====== Raw data

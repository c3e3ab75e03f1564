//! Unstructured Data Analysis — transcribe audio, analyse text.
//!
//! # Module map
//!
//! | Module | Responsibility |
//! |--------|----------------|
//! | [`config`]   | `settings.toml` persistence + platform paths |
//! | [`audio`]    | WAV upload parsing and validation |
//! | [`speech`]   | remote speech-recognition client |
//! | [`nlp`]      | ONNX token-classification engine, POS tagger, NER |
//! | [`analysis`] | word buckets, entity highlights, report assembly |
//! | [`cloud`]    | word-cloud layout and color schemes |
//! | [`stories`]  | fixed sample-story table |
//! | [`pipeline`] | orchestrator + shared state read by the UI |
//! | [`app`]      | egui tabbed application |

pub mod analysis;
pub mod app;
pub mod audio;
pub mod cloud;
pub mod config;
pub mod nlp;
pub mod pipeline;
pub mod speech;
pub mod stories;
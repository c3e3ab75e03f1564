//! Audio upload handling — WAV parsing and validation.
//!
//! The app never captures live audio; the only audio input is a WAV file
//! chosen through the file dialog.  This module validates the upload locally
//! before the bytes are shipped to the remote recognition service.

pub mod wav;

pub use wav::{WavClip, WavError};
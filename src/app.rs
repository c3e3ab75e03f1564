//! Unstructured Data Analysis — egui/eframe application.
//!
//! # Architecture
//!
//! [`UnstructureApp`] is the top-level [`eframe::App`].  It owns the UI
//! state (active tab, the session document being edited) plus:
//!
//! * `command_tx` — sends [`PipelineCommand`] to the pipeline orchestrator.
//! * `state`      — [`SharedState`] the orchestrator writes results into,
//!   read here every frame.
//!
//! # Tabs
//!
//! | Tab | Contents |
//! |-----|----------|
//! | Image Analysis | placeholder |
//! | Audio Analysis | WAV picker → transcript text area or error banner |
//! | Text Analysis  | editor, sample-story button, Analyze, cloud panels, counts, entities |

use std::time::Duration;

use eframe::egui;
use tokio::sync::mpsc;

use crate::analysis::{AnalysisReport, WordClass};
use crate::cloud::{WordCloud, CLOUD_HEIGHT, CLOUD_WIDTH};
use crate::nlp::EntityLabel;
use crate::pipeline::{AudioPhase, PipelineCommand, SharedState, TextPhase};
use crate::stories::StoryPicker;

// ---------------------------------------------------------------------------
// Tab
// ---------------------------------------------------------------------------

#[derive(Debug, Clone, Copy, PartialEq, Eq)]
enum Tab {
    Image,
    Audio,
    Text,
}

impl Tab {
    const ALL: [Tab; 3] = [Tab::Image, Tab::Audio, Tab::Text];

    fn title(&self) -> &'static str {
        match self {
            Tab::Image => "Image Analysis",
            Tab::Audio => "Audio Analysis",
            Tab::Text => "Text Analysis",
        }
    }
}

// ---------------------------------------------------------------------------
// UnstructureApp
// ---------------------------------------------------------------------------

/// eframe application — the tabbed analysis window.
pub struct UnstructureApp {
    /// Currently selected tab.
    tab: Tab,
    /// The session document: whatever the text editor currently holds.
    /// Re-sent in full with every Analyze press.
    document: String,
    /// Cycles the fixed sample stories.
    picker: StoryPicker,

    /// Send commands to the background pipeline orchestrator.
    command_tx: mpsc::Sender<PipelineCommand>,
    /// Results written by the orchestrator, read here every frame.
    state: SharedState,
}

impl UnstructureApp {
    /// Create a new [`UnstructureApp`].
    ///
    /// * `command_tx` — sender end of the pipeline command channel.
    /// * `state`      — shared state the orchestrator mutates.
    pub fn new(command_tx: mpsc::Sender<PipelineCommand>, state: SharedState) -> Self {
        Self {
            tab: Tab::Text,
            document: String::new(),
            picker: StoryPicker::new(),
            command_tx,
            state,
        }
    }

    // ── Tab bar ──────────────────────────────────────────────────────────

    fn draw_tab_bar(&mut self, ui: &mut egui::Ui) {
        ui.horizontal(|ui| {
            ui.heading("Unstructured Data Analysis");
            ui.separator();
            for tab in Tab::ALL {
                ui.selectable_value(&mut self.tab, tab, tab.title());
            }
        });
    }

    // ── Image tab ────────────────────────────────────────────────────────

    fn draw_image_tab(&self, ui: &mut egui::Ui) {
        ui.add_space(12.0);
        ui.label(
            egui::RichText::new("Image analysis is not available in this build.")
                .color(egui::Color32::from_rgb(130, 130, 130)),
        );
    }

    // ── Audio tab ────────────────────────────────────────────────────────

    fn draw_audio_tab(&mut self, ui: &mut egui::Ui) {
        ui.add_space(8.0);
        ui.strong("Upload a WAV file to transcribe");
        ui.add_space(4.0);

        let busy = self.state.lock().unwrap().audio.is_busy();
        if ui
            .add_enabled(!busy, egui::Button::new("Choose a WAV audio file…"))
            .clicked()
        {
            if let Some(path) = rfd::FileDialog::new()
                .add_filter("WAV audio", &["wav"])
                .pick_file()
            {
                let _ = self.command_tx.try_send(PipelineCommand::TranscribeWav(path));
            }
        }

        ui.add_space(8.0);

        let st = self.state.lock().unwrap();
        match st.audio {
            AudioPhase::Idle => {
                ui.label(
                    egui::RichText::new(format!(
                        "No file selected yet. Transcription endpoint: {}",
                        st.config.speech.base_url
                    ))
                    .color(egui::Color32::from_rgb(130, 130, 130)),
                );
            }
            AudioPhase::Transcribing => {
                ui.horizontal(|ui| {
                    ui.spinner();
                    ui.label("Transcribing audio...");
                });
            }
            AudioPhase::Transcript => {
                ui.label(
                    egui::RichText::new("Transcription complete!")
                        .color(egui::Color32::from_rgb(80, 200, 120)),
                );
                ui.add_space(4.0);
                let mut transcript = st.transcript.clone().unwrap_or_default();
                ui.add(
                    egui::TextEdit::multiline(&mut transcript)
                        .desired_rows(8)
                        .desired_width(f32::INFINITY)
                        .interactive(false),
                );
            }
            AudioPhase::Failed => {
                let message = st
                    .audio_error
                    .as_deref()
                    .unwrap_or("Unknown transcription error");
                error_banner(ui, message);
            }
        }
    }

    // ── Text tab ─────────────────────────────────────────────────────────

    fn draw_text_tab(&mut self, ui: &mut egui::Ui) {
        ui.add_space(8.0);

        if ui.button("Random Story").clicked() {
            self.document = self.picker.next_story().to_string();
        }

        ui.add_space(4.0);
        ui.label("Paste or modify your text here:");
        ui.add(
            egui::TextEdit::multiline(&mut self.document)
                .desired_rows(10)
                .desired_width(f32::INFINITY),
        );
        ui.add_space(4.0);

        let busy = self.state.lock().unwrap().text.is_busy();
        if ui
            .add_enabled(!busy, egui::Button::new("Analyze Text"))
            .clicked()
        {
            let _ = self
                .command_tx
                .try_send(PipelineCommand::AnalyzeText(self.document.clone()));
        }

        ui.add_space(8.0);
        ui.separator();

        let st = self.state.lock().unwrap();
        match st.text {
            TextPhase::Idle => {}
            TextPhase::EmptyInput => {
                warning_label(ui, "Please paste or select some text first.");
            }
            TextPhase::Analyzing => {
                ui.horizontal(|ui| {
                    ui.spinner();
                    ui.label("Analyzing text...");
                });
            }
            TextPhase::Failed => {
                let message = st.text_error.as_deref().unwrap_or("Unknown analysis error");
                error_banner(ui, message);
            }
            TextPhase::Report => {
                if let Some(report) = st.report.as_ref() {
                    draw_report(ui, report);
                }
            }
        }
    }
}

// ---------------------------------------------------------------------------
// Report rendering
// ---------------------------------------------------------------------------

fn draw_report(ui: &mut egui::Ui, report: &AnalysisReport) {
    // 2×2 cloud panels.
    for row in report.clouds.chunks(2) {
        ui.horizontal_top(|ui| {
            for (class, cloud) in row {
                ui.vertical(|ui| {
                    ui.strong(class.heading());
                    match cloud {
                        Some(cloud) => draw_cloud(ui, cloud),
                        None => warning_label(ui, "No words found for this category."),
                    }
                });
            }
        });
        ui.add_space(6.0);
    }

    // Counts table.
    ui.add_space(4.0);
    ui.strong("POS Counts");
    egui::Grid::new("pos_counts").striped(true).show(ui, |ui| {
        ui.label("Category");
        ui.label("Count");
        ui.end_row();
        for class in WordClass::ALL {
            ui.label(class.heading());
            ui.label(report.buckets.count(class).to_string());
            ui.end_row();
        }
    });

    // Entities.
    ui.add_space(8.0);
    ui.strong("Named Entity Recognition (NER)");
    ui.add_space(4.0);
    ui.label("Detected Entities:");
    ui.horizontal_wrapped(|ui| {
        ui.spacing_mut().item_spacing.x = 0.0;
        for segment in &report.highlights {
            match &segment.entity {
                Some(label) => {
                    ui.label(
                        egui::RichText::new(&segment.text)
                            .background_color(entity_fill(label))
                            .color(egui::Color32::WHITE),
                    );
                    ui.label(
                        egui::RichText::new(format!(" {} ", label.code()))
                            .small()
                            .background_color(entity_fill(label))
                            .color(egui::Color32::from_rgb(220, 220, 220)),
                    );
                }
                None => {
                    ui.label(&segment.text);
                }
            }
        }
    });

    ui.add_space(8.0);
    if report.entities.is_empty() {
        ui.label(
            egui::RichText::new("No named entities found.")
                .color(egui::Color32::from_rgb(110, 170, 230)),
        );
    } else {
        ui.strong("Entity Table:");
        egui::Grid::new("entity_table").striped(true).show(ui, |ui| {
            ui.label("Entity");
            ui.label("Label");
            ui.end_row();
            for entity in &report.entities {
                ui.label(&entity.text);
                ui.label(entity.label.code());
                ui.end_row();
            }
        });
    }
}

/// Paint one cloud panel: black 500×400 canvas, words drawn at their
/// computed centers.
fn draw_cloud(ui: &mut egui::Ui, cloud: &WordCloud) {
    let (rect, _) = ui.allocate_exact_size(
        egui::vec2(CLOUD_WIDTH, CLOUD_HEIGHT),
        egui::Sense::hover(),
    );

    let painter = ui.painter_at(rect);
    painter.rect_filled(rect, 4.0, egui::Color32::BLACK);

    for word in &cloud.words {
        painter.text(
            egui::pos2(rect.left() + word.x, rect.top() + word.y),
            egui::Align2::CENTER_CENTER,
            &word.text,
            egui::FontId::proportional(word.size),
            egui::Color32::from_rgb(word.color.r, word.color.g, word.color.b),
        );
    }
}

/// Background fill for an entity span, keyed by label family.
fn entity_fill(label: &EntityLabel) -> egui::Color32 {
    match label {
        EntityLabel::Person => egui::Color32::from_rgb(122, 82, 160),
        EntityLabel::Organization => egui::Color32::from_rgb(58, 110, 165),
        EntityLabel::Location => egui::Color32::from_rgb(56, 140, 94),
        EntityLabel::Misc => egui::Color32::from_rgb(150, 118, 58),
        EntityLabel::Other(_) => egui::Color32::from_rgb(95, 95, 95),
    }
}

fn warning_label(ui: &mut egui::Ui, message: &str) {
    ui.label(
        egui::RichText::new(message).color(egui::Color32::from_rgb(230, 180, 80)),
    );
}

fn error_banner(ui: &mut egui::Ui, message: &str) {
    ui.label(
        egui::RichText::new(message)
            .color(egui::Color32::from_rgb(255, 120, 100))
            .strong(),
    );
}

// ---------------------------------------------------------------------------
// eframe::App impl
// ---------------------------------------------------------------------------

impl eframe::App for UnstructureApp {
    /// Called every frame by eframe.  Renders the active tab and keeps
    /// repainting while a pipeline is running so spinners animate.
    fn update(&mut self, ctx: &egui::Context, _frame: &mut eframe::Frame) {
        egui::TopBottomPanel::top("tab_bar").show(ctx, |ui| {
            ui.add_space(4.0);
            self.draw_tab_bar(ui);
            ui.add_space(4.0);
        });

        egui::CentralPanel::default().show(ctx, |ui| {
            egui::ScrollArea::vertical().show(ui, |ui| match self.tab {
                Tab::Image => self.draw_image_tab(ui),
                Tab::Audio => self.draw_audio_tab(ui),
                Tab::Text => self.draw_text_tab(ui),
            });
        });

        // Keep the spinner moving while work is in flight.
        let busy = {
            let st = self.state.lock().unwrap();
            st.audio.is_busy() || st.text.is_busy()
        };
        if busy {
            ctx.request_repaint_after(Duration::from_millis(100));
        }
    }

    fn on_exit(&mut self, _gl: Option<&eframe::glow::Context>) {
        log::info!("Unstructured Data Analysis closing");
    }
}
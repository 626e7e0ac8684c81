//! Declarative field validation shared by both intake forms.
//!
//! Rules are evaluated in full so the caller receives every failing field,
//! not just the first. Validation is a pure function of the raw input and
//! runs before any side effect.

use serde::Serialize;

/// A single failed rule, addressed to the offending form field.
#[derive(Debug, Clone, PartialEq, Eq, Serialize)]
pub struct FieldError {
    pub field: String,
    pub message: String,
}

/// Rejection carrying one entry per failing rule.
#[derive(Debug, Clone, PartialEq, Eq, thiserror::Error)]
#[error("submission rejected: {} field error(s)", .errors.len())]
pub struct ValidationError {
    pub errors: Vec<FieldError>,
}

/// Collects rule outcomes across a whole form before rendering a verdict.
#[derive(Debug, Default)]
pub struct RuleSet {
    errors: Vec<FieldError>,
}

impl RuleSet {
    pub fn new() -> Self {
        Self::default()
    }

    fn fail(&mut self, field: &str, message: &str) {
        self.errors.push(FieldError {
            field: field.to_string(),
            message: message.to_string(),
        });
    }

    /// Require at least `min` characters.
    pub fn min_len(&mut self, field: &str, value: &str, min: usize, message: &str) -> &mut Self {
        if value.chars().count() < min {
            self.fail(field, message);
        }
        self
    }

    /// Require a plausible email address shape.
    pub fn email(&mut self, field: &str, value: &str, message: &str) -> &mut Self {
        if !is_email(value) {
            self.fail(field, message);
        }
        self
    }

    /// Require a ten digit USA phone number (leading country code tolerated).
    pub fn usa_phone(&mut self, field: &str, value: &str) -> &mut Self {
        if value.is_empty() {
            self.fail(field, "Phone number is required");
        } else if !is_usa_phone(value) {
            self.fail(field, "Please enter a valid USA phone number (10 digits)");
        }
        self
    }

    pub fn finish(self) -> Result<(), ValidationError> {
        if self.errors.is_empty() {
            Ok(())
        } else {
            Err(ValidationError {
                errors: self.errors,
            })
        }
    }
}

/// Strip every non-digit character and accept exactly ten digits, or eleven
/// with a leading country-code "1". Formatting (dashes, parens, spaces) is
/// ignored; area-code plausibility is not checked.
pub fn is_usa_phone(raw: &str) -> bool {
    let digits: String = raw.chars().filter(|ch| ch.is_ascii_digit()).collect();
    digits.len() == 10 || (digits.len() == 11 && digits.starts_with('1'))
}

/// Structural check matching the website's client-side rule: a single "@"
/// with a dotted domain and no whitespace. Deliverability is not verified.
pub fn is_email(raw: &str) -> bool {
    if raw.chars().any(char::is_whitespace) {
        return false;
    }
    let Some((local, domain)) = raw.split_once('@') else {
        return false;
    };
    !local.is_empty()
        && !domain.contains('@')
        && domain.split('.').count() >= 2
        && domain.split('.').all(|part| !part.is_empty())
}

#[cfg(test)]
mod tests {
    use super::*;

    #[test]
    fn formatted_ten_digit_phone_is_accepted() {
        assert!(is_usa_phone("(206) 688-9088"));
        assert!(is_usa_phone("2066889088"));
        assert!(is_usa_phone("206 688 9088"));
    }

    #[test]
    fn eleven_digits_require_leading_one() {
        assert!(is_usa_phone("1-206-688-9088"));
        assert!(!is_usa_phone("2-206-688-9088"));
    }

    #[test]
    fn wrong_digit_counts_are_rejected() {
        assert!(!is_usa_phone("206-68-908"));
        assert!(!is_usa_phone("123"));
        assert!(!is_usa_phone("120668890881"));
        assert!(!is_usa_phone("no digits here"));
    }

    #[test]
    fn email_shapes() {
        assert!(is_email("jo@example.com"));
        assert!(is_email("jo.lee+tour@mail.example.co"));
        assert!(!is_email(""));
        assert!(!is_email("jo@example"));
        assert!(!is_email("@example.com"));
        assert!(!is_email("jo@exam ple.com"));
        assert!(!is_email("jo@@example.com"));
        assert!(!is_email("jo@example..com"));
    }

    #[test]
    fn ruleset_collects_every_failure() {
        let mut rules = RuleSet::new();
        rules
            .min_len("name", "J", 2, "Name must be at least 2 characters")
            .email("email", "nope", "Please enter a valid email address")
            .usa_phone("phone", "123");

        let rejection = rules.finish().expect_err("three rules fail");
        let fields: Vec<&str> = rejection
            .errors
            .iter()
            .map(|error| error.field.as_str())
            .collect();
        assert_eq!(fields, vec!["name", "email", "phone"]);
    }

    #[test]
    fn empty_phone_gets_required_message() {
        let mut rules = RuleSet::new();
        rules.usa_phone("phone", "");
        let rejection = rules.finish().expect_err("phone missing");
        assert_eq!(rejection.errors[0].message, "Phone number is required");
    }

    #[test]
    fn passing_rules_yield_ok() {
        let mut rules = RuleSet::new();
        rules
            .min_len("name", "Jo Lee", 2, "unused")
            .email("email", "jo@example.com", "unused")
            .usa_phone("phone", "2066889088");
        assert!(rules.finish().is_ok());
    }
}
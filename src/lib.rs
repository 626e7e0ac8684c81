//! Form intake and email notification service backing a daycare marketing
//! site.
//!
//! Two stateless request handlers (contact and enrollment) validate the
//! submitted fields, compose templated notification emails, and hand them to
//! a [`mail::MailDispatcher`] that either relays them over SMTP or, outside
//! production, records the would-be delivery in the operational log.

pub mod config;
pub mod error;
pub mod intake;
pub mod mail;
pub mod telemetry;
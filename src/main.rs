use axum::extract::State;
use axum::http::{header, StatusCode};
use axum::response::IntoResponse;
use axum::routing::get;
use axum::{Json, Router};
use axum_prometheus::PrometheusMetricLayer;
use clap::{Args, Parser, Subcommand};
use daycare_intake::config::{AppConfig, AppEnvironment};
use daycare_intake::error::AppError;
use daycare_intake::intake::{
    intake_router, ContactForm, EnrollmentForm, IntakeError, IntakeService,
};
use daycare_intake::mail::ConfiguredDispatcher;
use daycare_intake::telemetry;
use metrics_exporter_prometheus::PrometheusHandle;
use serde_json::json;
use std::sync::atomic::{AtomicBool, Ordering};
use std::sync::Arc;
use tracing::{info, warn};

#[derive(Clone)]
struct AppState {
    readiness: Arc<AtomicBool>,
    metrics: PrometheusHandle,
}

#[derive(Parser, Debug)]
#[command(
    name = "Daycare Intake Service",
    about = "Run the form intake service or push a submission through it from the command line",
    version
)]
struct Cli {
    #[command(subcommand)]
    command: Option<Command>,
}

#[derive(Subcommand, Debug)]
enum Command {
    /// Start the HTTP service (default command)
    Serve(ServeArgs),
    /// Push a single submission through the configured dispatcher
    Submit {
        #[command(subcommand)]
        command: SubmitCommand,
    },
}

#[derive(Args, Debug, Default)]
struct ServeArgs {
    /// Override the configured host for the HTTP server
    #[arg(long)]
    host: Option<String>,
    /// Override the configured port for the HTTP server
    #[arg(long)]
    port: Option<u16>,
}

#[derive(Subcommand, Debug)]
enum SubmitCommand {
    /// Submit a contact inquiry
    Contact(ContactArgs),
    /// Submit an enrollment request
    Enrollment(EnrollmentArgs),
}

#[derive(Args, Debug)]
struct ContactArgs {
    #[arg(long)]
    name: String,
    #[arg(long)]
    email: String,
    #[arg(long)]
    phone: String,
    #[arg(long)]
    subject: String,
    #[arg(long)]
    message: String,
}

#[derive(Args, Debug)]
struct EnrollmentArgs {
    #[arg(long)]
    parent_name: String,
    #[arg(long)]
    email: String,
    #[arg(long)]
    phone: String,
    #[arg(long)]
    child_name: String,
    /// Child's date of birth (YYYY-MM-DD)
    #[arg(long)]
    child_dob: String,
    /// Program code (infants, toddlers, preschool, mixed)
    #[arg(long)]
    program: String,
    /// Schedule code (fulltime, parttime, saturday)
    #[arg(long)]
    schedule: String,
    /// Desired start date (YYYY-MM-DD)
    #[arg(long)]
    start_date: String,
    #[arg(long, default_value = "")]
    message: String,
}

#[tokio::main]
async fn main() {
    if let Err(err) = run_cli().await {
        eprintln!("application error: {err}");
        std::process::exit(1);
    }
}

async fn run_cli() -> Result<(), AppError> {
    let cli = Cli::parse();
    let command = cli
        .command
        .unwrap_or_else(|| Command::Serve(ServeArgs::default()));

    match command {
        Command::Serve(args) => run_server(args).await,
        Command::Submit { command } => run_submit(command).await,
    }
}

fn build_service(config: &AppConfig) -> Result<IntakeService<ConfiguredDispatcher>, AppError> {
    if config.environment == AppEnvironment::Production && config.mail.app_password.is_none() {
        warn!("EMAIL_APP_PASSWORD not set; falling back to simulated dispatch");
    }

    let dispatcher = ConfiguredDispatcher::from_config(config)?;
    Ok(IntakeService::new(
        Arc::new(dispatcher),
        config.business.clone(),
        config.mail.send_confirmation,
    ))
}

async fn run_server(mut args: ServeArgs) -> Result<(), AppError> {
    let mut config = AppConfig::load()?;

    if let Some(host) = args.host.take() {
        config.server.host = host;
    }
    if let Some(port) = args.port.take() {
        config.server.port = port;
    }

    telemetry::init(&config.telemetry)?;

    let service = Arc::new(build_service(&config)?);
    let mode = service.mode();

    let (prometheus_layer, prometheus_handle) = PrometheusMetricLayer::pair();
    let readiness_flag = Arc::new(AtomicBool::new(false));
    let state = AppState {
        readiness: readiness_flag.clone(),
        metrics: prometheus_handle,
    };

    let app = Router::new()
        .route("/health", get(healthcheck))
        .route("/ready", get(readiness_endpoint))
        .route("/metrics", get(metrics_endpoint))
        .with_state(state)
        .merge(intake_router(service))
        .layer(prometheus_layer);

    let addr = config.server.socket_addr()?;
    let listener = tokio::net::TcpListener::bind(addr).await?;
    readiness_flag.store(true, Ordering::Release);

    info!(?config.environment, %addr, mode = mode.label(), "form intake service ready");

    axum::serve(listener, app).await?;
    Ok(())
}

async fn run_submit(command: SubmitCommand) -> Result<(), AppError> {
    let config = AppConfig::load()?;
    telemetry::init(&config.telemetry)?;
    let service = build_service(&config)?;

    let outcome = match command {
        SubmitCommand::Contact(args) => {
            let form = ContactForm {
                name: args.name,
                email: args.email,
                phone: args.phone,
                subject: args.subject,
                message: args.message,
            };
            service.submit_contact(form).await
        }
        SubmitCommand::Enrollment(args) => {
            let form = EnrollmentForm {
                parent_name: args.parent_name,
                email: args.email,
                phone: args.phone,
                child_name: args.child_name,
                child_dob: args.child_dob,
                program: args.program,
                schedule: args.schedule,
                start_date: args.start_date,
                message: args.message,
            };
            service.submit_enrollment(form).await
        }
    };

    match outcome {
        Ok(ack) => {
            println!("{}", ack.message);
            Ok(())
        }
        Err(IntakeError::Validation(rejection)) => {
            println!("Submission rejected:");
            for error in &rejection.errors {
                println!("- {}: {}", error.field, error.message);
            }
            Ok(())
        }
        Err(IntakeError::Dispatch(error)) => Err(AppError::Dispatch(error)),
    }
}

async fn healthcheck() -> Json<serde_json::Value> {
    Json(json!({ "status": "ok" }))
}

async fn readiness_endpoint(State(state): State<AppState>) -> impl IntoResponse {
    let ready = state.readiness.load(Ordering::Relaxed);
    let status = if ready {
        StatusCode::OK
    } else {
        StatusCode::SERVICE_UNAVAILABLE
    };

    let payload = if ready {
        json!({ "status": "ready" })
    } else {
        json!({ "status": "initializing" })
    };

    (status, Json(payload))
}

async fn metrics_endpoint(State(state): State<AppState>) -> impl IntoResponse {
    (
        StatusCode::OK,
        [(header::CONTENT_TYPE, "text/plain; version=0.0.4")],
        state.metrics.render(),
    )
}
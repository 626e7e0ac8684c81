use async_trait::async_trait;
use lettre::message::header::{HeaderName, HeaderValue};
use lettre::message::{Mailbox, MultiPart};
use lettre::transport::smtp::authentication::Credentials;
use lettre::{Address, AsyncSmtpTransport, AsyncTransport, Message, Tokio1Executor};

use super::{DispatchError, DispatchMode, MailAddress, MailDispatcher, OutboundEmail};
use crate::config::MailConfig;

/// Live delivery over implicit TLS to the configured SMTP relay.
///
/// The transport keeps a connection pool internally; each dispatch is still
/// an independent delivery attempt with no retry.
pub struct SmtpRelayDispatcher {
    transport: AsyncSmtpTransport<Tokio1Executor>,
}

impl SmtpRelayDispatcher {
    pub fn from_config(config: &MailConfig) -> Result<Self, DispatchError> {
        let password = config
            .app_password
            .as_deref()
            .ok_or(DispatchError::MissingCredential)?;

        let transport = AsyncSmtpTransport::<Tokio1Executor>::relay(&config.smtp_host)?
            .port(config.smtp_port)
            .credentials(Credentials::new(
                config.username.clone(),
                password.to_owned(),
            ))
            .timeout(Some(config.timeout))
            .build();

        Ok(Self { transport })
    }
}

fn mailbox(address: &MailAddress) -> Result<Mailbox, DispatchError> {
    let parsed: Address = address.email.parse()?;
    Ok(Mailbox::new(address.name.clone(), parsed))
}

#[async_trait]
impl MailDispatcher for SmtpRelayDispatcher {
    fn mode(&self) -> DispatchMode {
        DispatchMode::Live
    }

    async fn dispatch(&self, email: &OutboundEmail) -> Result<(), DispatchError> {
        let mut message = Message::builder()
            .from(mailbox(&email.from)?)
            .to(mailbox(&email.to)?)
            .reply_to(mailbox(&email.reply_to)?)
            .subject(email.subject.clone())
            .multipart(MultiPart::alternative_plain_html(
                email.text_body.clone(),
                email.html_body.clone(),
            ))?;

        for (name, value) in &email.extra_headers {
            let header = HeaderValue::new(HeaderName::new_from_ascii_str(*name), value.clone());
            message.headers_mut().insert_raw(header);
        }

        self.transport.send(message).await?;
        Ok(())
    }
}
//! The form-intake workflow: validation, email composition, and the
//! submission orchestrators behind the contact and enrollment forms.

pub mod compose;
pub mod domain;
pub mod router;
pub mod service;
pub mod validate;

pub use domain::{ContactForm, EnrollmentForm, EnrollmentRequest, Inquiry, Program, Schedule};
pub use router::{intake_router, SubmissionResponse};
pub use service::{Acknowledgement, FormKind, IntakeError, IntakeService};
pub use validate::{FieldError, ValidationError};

============

Brief = Which of the lines above carry the string "unused"? Copy every one.

Expected output =
            .min_len("name", "Jo Lee", 2, "unused")
            .email("email", "jo@example.com", "unused")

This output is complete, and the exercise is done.